This stipulation is necessary to allow safe slicing.



Seems reasonable, I'd expect checks to go away in release, right(?).


--
Dmitry Olshansky


Re: std.container & ranges

2011-11-03 Thread Timon Gehr

On 11/03/2011 06:13 PM, Steven Schveighoffer wrote:

On Thu, 03 Nov 2011 12:35:36 -0400, Dmitry Olshansky
 wrote:


On 03.11.2011 19:34, Steven Schveighoffer wrote:

On Thu, 03 Nov 2011 10:02:22 -0400, Tobias Pankrath
 wrote:


Dmitry Olshansky wrote:


And more importantly, it still would be horribly slow O(N^2).
Personally, because of that I'd prefer hand-rolled intrusive
singly-linked list any time of day.



To be honest, I don't understand this.
A "remove_if" for non-intrusive single-linked lists should be doable in
O(N).


Yeah, poor wording going to kill me one day :) And looking at how
SList works with "checked" remove does O(N^2) turned out to be a
context for reference for intrusive singly-linked list, just my bad.
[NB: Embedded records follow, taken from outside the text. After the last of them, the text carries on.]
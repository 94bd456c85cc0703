//! Check command implementation.
//!
//! Validates pipeline configuration without calling any model.

use anyhow::{Context, Result};
use colored::Colorize;
use serde_json::json;
use std::path::Path;

use threadsmith_core::{AgentsConfig, TasksConfig};
use threadsmith_crew::{web_search_tool, Crew, FirecrawlSearchHandler, FIRECRAWL_API_KEY_ENV};

/// Execute the check command.
pub fn execute(config_dir: &Path, json_output: bool) -> Result<()> {
    let agents_path = config_dir.join("agents.toml");
    let tasks_path = config_dir.join("tasks.toml");

    let agents_config = AgentsConfig::load(&agents_path)
        .with_context(|| format!("Failed to load {}", agents_path.display()))?;
    let tasks_config = TasksConfig::load(&tasks_path)
        .with_context(|| format!("Failed to load {}", tasks_path.display()))?;

    let tools = vec![web_search_tool(FirecrawlSearchHandler::new())];
    let crew = Crew::from_config(&agents_config, &tasks_config, &tools)?;

    let anthropic_key = std::env::var("ANTHROPIC_API_KEY").is_ok();
    let openai_key = std::env::var("OPENAI_API_KEY").is_ok();
    let firecrawl_key = std::env::var(FIRECRAWL_API_KEY_ENV).is_ok();

    if json_output {
        let report = json!({
            "agents": crew.agents().iter().map(|agent| json!({
                "key": agent.key,
                "role": agent.role,
                "tools": agent.tool_names(),
            })).collect::<Vec<_>>(),
            "tasks": crew.tasks().iter().map(|task| json!({
                "key": task.key,
                "agent": task.agent,
                "context": task.context,
                "output": task.output.to_string(),
            })).collect::<Vec<_>>(),
            "credentials": {
                "anthropic": anthropic_key,
                "openai": openai_key,
                "firecrawl": firecrawl_key,
            },
        });
        println!("{}", serde_json::to_string_pretty(&report)?);
        return Ok(());
    }

    println!();
    println!("{}", "Threadsmith configuration".bold().cyan());
    println!();

    println!("{}", "Agents:".bold());
    for agent in crew.agents() {
        let detail = if agent.has_tools() {
            format!("({}) tools: {}", agent.role, agent.tool_names().join(", "))
        } else {
            format!("({})", agent.role)
        };
        println!("  {} {} {}", "✓".green(), agent.key, detail.dimmed());
    }
    println!();

    println!("{}", "Tasks:".bold());
    for task in crew.tasks() {
        println!(
            "  {} {} {}",
            "✓".green(),
            task.key,
            format!("agent: {}, output: {}", task.agent, task.output).dimmed()
        );
    }
    println!();

    println!("{}", "Credentials:".bold());
    print_credential("ANTHROPIC_API_KEY", anthropic_key, "needed for --provider claude");
    print_credential("OPENAI_API_KEY", openai_key, "needed for --provider openai");
    print_credential(
        FIRECRAWL_API_KEY_ENV,
        firecrawl_key,
        "needed when the meme crafter searches",
    );
    println!();

    Ok(())
}

fn print_credential(name: &str, present: bool, note: &str) {
    if present {
        println!("  {} {}", "✓".green(), name);
    } else {
        println!("  {} {} {}", "⚠".yellow(), name, format!("not set, {note}").dimmed());
    }
}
As for why I'd rather go with intrusive lists, it's because of it
usually uses less memory due to node structures being more padding-free.
Anyway the point should have been focused on _hand-rolled_ part,
mostly because SList is plain not ready for prime time*. And btw
singly-linked list it's not hard to implement and you can fine tune it
how you like it e.g. they do play nice with free list allocation
strategy. Not to say of circular lists and/or using sentinels.


SList is a poor singly linked list implementation. It does not support
O(1) removal.

-Steve


Aye, looking at SList implementation I can say that it sort of tries
to verify that this is a correct list. Otherwise it would be O(1).
Indeed passing wrong range/iterator is quite bad in linked lists and
could lead to all manner of funky bugs, but the cost is horrific.
Especially since insert doesn't do this extra check.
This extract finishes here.